[Collected data entries]

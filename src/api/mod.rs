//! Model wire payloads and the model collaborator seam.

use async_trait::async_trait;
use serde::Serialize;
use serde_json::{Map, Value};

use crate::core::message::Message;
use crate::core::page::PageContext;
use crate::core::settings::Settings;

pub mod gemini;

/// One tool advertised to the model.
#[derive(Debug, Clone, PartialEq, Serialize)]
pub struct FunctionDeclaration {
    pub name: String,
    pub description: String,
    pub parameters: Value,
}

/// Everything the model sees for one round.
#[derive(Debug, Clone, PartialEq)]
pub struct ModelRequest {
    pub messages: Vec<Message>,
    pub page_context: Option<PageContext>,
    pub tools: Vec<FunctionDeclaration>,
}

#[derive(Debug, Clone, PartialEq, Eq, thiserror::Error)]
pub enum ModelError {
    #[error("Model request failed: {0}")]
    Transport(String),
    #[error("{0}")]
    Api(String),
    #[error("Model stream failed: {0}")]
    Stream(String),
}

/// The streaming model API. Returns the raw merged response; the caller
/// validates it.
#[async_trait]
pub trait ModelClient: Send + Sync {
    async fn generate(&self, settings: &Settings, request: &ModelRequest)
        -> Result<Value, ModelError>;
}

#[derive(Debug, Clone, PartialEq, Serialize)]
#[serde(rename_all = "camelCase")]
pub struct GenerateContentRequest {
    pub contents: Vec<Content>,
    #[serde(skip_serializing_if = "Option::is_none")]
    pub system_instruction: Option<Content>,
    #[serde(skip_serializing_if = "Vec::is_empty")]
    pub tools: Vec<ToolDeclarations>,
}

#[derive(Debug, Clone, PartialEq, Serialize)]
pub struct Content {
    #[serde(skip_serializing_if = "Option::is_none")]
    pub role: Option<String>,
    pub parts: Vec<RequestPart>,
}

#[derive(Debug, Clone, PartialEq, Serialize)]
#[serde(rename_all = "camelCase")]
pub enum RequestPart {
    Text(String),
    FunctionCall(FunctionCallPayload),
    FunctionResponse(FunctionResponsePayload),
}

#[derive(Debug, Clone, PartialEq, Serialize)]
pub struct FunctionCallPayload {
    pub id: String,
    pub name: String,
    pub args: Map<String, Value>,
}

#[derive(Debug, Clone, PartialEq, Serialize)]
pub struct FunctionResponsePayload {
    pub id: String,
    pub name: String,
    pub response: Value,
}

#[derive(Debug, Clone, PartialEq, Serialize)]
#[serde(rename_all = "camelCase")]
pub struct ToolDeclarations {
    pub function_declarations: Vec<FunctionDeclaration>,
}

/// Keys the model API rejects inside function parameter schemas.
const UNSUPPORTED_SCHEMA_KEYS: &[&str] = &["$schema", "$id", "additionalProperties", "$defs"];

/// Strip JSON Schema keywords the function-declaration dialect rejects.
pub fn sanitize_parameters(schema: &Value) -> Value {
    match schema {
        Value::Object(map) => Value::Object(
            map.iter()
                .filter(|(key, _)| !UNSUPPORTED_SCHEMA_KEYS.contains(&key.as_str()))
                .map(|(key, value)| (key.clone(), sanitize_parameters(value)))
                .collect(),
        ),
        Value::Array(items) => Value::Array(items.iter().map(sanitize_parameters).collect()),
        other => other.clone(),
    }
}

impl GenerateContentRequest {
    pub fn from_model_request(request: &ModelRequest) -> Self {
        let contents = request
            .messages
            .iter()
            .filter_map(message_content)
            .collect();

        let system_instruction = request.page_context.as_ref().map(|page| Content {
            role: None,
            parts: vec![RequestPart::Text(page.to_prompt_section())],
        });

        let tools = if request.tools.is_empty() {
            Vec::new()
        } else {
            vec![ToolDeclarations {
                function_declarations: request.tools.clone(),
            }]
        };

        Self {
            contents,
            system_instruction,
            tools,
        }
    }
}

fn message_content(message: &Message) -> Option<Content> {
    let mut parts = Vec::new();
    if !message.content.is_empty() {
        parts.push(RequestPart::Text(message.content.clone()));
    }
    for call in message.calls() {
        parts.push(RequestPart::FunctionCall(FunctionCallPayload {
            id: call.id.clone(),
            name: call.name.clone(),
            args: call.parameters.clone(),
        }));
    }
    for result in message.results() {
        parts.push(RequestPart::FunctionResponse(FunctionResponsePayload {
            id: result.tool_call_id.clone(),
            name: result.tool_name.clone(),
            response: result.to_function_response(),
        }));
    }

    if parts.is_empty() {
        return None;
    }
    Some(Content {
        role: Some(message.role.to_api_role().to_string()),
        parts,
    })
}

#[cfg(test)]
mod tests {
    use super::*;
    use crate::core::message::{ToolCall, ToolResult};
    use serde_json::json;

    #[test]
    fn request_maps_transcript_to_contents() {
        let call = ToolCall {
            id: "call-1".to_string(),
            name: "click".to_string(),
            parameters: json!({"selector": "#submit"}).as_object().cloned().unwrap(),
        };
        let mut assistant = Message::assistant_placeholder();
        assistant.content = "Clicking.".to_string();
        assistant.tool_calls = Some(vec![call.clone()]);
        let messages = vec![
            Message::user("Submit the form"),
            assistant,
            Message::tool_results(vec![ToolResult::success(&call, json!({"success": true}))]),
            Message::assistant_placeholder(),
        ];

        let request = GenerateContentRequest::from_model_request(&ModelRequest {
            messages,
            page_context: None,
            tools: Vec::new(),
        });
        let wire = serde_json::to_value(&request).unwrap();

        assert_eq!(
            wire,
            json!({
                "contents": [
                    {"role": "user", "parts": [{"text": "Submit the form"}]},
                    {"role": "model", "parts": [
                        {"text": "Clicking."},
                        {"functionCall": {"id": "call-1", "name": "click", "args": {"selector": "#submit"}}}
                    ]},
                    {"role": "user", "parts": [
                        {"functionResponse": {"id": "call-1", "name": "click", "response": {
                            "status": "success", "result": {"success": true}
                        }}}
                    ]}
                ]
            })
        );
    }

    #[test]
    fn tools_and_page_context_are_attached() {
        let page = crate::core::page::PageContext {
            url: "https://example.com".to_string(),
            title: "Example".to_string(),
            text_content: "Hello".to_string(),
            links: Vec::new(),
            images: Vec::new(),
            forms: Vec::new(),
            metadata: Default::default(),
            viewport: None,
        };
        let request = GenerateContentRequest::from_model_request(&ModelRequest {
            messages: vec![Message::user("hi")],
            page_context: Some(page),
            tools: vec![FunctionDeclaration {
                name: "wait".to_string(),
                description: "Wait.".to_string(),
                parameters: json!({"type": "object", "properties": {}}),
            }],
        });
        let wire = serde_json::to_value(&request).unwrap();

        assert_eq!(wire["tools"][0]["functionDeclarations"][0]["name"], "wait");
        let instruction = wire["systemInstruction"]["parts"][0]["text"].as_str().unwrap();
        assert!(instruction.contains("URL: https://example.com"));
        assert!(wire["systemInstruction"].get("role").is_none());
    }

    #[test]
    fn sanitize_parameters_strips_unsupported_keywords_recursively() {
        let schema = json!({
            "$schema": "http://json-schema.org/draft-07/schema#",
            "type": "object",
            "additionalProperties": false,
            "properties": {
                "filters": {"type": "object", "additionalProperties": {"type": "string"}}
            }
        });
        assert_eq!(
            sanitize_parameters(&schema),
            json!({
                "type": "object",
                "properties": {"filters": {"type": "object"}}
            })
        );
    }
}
--
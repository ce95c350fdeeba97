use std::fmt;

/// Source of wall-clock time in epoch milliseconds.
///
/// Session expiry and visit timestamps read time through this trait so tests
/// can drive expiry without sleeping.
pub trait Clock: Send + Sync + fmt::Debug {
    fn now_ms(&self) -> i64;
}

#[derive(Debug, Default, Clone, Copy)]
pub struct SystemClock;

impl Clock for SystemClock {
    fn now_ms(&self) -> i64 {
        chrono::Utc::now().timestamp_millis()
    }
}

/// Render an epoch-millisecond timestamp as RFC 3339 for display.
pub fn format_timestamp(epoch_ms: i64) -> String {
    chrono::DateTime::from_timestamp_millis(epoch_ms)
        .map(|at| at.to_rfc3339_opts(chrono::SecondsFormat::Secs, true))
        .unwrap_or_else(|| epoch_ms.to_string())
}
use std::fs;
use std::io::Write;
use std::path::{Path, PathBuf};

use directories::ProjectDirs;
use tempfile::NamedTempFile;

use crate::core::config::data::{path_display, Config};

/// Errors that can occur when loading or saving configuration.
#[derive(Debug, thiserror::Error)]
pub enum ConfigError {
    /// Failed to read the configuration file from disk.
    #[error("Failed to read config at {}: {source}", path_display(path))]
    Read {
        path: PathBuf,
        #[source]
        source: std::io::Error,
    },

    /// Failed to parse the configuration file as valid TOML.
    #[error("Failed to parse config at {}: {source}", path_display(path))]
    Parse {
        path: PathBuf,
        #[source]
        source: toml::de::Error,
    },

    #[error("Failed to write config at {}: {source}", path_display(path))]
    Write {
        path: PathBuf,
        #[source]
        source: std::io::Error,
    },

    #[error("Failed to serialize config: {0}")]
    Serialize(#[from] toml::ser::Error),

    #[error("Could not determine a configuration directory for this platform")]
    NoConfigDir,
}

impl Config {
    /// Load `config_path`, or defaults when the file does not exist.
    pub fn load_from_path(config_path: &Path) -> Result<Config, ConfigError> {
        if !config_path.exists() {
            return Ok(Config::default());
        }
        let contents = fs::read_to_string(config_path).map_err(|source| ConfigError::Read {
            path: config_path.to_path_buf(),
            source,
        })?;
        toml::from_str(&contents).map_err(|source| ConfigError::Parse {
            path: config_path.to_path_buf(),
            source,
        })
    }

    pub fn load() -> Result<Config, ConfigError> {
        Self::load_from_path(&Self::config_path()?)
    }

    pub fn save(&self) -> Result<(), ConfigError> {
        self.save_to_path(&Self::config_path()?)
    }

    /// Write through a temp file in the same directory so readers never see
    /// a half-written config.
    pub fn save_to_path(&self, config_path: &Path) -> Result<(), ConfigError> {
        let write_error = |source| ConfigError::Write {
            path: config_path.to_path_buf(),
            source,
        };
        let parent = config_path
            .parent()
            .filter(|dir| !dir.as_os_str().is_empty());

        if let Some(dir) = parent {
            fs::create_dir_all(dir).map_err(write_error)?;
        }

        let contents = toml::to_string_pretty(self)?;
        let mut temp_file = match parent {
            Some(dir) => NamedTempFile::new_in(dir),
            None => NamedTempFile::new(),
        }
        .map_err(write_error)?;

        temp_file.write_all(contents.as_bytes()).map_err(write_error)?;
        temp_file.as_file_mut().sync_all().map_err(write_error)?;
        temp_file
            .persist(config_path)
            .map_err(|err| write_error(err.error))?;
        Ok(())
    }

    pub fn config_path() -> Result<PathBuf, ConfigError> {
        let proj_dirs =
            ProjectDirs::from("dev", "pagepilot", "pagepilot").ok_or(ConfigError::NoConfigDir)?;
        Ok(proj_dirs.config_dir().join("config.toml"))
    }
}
---
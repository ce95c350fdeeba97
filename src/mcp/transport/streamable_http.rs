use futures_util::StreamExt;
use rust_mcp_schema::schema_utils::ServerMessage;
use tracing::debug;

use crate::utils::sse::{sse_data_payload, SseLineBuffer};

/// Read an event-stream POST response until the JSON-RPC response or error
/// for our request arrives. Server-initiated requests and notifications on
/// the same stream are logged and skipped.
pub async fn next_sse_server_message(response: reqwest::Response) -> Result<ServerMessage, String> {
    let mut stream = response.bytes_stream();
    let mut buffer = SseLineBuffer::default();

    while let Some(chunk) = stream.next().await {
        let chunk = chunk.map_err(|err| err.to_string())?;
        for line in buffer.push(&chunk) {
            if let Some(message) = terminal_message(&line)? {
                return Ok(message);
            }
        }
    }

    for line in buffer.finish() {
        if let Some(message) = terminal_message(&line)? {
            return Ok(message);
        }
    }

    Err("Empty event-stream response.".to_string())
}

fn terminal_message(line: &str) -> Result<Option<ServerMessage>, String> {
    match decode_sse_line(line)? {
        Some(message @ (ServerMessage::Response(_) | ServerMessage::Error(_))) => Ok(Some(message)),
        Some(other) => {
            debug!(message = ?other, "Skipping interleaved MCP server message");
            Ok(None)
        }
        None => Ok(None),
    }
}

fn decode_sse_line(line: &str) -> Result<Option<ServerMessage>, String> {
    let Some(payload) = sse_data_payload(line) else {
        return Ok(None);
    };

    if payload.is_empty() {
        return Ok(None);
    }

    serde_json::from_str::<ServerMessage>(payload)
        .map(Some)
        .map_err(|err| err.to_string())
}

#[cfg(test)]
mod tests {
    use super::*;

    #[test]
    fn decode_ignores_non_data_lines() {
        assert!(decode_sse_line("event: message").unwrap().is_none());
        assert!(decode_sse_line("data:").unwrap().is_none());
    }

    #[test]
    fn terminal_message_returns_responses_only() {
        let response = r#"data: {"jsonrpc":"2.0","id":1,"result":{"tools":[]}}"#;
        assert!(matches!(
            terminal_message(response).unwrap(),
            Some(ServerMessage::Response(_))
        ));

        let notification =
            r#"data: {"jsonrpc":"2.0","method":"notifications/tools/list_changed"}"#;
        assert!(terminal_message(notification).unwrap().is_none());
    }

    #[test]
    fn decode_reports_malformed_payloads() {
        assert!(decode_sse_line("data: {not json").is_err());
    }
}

• EXERCISE GOAL
Using the data above, print exactly the lines from the line that contains "filename src/api/mod.rs" through the line that contains "settings: &Settings, request: &ModelRequest)", with both included.

• RESPONSE AREA
filename src/api/mod.rs
//! Model wire payloads and the model collaborator seam.

use async_trait::async_trait;
use serde::Serialize;
use serde_json::{Map, Value};

use crate::core::message::Message;
use crate::core::page::PageContext;
use crate::core::settings::Settings;

pub mod gemini;

/// One tool advertised to the model.
#[derive(Debug, Clone, PartialEq, Serialize)]
pub struct FunctionDeclaration {
    pub name: String,
    pub description: String,
    pub parameters: Value,
}

/// Everything the model sees for one round.
#[derive(Debug, Clone, PartialEq)]
pub struct ModelRequest {
    pub messages: Vec<Message>,
    pub page_context: Option<PageContext>,
    pub tools: Vec<FunctionDeclaration>,
}

#[derive(Debug, Clone, PartialEq, Eq, thiserror::Error)]
pub enum ModelError {
    #[error("Model request failed: {0}")]
    Transport(String),
    #[error("{0}")]
    Api(String),
    #[error("Model stream failed: {0}")]
    Stream(String),
}

/// The streaming model API. Returns the raw merged response; the caller
/// validates it.
#[async_trait]
pub trait ModelClient: Send + Sync {
    async fn generate(&self, settings: &Settings, request: &ModelRequest)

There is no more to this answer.